**WORK REQUIRED:** Examine each line of the data. Copy those that contain the string "Serialize".

**EXCERPTED RECORDS:**
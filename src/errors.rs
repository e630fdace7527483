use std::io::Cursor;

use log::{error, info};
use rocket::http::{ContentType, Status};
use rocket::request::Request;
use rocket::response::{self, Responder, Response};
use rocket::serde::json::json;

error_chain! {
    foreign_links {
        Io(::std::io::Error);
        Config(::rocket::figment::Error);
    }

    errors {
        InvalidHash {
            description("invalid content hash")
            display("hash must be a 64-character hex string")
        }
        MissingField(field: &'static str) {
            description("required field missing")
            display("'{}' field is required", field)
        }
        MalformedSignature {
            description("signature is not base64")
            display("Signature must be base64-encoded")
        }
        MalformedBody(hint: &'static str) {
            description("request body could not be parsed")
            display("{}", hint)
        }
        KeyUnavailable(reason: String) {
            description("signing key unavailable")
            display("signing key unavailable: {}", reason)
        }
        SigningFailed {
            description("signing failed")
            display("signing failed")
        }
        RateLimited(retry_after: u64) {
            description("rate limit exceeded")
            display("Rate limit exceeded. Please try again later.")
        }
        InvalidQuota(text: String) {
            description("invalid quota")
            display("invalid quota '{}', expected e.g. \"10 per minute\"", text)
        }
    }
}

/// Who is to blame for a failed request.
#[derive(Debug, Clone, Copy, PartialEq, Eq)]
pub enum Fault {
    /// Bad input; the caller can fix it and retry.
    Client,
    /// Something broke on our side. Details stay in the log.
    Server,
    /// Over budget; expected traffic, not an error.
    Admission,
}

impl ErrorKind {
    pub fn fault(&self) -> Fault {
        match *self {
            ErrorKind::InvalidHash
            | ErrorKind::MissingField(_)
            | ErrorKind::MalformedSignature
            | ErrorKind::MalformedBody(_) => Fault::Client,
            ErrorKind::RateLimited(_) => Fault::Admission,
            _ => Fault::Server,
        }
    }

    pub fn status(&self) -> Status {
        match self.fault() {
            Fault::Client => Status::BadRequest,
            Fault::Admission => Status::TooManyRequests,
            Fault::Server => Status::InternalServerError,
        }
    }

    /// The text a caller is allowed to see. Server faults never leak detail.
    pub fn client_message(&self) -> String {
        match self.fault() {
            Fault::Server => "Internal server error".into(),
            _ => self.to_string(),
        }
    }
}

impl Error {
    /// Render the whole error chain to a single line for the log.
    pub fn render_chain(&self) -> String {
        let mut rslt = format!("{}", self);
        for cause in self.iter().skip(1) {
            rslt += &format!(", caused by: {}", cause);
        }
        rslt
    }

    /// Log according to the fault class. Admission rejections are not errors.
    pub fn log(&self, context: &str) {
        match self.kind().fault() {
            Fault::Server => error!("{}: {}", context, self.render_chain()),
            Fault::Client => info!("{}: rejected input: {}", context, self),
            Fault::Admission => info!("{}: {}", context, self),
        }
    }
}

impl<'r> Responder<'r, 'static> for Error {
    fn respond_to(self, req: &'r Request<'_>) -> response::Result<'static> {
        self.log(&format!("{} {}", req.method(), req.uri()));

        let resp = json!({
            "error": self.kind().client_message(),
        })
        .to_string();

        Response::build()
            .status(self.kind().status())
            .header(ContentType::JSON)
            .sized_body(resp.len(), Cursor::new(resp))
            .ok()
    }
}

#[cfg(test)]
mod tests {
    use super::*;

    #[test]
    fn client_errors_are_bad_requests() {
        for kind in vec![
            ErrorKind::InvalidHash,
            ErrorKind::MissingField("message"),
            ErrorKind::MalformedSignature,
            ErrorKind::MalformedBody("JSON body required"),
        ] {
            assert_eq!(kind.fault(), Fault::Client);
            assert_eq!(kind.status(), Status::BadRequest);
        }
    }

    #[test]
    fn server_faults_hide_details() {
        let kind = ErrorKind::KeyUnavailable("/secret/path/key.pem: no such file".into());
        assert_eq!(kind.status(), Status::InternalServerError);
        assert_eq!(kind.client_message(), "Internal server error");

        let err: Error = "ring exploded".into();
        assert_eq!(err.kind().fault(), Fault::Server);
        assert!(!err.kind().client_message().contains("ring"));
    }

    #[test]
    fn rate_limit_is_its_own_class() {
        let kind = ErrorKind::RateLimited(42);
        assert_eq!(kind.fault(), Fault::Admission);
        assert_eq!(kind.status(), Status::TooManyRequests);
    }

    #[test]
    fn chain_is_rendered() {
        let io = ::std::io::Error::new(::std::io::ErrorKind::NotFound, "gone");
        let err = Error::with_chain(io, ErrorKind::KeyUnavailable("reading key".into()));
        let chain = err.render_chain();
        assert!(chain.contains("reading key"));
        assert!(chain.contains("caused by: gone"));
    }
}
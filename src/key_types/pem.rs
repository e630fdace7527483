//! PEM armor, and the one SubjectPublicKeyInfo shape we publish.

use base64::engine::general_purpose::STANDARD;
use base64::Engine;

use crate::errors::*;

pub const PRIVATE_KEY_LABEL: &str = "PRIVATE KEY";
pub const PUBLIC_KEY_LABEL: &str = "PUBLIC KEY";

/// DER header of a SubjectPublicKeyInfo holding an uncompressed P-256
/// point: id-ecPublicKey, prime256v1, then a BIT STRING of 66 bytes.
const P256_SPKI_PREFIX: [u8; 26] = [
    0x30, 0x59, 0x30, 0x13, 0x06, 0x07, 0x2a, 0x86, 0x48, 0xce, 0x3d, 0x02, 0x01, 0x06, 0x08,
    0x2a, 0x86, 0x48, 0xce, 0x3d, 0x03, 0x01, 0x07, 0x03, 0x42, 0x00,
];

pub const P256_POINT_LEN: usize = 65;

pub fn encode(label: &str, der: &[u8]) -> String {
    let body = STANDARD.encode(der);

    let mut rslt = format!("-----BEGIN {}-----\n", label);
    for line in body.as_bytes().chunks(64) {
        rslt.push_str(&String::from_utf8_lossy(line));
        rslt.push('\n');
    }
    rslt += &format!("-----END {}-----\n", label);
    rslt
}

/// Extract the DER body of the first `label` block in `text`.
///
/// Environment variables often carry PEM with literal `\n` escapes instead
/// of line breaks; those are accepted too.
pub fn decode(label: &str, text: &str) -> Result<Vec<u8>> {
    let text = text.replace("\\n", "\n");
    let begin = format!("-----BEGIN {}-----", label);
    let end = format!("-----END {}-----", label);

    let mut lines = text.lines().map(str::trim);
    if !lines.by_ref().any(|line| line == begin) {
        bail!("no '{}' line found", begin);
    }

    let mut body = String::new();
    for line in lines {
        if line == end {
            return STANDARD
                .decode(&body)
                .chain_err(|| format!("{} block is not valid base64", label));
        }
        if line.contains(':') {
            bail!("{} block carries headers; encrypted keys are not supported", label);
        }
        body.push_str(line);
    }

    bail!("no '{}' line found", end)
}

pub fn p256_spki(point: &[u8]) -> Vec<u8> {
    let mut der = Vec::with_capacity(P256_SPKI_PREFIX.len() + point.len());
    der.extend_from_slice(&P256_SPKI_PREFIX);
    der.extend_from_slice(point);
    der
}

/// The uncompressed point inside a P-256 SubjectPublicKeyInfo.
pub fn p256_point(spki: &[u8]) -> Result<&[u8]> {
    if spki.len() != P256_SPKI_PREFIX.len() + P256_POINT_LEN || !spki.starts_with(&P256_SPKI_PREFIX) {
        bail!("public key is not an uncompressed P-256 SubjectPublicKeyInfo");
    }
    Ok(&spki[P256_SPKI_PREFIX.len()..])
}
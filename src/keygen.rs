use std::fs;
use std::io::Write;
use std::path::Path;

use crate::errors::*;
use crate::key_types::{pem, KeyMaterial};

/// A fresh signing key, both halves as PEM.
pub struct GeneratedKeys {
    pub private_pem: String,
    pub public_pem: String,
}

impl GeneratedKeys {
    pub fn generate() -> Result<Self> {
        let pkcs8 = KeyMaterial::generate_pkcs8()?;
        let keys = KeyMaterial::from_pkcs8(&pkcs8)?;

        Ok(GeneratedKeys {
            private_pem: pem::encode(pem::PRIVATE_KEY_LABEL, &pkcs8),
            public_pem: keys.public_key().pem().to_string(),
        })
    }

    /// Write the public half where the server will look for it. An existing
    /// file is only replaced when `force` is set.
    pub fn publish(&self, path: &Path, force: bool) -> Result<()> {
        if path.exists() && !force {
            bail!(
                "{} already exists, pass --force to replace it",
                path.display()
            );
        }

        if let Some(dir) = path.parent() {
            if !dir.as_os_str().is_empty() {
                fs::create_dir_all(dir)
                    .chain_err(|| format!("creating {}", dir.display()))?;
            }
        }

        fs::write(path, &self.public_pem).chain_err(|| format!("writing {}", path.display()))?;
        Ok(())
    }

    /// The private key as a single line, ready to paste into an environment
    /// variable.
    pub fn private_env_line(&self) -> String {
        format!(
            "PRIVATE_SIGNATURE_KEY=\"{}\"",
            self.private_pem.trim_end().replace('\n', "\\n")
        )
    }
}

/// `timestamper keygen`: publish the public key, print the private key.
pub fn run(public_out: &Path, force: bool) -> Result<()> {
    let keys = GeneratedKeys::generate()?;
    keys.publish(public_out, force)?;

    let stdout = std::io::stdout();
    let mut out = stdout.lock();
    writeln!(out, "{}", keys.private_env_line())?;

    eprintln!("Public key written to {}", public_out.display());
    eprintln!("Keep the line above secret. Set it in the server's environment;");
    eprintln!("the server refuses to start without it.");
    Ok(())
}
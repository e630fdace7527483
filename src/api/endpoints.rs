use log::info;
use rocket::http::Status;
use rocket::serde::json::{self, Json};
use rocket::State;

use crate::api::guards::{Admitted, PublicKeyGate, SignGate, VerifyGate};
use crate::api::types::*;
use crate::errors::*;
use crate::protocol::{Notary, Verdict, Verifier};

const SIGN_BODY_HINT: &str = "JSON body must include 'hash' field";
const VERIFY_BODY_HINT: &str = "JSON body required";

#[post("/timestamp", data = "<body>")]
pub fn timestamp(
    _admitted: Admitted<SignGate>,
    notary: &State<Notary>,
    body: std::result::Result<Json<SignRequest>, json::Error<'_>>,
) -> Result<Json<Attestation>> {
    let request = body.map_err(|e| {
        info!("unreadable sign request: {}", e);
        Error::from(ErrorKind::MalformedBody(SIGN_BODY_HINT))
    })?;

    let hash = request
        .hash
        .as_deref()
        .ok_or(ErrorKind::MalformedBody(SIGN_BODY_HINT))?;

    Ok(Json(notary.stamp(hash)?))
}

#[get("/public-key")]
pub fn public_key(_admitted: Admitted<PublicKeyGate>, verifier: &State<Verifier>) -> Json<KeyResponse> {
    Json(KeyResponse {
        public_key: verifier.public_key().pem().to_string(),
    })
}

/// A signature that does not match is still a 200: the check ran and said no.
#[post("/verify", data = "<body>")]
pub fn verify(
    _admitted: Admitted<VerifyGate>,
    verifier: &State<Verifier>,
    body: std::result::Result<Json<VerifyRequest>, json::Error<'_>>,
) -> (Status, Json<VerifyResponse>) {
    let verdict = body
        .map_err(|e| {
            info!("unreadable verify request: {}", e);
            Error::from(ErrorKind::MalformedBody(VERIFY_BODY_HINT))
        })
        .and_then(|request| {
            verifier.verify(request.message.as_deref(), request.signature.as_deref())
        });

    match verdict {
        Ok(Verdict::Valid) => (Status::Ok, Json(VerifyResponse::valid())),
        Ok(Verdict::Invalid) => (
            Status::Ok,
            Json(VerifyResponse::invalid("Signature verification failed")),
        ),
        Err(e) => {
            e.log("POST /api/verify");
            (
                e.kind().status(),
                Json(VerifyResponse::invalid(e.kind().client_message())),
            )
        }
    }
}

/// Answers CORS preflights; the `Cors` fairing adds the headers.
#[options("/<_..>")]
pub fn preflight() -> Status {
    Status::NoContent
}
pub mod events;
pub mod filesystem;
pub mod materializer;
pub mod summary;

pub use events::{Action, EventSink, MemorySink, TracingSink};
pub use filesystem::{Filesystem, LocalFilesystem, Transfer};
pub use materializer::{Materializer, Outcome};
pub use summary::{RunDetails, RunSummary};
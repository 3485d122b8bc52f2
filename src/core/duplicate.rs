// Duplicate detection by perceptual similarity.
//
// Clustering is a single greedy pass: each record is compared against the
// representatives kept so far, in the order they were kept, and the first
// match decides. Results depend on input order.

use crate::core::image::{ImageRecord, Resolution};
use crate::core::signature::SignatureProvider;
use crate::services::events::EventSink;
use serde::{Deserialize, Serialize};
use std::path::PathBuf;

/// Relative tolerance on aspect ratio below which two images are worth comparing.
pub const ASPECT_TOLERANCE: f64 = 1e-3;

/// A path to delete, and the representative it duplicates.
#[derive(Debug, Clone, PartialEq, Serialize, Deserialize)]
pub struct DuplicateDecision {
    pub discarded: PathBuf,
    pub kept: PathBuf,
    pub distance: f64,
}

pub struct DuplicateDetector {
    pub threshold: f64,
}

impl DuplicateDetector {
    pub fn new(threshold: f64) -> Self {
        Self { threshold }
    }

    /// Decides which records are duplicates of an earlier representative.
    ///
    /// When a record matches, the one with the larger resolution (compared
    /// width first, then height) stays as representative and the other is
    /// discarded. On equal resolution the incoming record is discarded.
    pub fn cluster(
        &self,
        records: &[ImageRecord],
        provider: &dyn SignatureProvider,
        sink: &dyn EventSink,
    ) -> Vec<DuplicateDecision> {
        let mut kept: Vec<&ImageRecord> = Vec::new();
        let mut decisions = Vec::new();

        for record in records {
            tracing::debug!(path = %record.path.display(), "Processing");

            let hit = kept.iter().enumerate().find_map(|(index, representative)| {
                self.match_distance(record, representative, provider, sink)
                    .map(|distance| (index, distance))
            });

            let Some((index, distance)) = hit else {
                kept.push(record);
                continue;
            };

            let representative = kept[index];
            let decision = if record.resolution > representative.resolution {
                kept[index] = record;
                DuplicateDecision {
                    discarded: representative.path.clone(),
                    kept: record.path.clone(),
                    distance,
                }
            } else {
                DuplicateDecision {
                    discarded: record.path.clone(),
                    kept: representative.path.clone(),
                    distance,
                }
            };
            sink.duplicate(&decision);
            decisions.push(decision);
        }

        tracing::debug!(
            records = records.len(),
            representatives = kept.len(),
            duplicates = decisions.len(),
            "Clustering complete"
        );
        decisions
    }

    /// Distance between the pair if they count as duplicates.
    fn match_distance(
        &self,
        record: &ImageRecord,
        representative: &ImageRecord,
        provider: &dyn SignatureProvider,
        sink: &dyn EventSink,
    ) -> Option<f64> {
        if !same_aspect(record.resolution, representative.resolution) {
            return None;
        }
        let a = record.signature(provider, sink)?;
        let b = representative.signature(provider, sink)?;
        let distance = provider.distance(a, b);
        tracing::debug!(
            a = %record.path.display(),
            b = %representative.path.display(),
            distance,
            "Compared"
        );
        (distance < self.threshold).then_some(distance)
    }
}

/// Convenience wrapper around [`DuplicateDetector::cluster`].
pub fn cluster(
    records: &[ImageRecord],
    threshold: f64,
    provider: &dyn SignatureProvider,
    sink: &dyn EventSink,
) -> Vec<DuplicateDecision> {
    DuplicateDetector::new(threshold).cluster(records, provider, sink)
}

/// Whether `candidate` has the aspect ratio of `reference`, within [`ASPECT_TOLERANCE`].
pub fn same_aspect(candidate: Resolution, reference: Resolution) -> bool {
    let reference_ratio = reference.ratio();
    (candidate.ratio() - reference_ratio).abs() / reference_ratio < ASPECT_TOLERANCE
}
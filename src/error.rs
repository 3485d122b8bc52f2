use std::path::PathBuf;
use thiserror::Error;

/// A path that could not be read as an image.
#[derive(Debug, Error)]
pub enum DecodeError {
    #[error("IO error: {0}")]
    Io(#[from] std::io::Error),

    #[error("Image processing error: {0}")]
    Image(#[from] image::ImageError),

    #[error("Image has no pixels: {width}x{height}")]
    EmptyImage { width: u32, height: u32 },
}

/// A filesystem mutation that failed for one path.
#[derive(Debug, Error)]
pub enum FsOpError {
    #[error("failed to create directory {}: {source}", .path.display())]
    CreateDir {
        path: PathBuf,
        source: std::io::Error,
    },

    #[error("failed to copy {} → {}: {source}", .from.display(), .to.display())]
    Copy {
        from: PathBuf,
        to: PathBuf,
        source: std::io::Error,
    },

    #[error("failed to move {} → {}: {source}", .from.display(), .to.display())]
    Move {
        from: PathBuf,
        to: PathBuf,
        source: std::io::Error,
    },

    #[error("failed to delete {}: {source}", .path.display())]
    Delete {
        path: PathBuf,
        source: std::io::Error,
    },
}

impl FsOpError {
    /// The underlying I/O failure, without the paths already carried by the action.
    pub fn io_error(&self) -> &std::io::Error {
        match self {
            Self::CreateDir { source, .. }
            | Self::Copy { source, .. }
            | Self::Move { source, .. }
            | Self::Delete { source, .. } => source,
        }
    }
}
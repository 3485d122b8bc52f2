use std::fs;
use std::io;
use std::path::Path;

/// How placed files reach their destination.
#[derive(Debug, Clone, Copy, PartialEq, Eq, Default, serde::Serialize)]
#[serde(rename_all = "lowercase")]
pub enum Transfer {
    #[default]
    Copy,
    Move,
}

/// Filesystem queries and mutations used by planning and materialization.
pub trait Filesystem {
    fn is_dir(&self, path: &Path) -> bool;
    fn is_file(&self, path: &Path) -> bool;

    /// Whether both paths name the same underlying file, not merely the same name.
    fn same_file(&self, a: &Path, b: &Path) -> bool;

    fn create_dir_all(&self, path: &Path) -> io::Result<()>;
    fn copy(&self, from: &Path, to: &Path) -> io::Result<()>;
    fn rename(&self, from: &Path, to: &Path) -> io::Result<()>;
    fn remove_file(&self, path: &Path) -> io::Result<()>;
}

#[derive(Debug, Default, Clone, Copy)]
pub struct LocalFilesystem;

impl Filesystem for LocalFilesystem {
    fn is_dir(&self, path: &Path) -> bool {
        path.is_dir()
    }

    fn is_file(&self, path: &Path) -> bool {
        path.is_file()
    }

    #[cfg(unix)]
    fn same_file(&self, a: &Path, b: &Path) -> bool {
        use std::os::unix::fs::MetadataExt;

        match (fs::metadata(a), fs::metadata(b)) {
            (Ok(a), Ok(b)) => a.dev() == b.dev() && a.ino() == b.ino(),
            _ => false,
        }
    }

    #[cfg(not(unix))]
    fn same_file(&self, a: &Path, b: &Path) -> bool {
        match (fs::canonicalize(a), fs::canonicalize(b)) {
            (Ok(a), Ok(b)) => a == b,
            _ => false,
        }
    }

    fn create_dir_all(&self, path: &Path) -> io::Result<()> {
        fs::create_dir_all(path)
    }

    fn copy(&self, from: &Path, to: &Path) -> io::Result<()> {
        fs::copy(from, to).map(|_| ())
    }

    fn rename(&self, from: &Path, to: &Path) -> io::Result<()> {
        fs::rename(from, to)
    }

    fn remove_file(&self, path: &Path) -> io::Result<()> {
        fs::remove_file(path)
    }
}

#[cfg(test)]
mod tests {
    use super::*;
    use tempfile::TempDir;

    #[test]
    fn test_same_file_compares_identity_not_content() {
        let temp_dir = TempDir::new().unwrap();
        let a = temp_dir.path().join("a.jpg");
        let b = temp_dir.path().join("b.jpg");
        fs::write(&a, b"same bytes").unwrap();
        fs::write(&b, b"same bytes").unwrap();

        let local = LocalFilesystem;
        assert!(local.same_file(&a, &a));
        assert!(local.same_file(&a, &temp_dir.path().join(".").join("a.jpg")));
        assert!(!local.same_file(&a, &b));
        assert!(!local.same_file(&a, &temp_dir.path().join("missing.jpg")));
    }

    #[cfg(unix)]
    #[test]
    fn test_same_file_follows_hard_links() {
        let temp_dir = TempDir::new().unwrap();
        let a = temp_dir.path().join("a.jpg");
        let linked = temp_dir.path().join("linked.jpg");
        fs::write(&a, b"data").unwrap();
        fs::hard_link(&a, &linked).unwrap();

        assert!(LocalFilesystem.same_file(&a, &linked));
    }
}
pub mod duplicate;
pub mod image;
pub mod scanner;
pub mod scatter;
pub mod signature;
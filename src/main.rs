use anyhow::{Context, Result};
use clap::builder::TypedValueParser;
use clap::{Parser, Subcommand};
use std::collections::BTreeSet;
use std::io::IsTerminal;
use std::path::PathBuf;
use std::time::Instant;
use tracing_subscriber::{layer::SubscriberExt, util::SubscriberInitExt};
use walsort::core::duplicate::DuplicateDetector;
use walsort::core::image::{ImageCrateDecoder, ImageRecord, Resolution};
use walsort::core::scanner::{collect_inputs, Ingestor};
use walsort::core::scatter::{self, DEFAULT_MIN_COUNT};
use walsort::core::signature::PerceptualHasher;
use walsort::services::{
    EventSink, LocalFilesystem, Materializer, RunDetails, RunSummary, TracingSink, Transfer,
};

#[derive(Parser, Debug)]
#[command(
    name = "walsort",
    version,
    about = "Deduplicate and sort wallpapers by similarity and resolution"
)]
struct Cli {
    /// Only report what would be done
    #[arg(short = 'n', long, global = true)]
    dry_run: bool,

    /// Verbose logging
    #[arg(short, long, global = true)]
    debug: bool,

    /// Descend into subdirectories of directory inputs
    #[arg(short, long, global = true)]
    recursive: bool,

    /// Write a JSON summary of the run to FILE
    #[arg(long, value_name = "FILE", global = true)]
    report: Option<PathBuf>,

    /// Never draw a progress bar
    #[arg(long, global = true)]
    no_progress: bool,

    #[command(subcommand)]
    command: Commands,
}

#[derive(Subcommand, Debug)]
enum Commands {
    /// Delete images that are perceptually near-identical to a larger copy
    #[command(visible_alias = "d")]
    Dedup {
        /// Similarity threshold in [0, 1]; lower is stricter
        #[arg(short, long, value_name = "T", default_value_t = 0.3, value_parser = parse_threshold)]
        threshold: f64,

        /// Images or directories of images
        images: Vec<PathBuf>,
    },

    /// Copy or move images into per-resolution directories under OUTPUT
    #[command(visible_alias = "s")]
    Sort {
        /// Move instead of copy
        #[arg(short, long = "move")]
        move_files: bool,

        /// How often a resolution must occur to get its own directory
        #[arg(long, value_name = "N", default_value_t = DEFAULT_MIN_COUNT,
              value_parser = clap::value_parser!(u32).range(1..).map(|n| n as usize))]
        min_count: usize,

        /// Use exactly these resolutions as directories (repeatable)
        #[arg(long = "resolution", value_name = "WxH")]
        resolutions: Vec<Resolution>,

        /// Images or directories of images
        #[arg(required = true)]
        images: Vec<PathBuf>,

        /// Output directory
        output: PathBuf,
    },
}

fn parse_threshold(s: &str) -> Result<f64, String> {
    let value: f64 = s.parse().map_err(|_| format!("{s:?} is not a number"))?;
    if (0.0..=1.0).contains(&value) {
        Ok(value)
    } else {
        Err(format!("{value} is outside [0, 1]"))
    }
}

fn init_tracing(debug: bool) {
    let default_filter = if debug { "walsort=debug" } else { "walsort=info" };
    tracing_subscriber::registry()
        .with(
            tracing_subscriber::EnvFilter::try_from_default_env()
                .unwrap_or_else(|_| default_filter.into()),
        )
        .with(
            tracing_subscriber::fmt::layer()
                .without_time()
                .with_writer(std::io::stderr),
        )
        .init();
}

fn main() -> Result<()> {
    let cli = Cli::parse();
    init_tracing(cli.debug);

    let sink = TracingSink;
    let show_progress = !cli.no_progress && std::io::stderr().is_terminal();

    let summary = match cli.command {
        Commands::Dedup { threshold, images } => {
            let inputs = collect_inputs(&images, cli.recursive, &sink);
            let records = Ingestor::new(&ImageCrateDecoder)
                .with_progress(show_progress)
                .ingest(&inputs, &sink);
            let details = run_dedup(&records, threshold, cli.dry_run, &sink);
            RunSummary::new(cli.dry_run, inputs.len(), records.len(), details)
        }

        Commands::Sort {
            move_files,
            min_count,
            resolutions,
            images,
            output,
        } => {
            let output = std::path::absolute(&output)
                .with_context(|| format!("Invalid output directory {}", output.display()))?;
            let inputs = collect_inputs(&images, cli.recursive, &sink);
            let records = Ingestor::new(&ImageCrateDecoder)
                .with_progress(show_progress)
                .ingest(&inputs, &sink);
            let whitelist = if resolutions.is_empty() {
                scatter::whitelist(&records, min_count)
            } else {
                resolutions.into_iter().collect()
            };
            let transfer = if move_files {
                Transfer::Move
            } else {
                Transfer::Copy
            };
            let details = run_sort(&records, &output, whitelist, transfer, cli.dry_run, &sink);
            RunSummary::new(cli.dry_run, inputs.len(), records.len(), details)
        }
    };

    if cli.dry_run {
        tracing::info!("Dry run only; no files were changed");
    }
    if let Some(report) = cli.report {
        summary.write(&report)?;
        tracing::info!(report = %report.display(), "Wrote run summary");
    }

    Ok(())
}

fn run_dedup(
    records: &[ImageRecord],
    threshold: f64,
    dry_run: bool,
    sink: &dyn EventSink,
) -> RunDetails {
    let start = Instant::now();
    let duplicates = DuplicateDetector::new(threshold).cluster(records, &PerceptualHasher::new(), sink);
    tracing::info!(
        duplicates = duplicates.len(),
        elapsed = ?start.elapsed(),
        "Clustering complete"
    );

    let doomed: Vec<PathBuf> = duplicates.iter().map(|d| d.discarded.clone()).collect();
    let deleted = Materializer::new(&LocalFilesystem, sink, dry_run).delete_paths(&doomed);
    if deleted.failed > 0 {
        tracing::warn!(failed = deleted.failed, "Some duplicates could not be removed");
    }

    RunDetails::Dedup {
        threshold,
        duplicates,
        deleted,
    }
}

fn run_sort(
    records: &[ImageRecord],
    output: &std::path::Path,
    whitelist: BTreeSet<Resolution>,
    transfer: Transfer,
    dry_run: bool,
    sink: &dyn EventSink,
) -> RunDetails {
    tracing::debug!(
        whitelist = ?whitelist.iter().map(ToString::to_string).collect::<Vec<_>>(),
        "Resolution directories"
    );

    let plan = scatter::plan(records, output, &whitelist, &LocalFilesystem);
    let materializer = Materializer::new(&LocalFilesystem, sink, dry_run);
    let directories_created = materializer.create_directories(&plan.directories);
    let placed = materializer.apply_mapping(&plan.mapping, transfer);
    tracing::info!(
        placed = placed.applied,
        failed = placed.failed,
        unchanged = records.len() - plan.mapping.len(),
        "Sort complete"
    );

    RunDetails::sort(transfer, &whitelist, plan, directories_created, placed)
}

**WRITTEN SOLUTION:**
use serde::{Deserialize, Serialize};
#[derive(Debug, Clone, PartialEq, Serialize, Deserialize)]
#[derive(Debug, Clone, Copy, PartialEq, Eq, Default, serde::Serialize)]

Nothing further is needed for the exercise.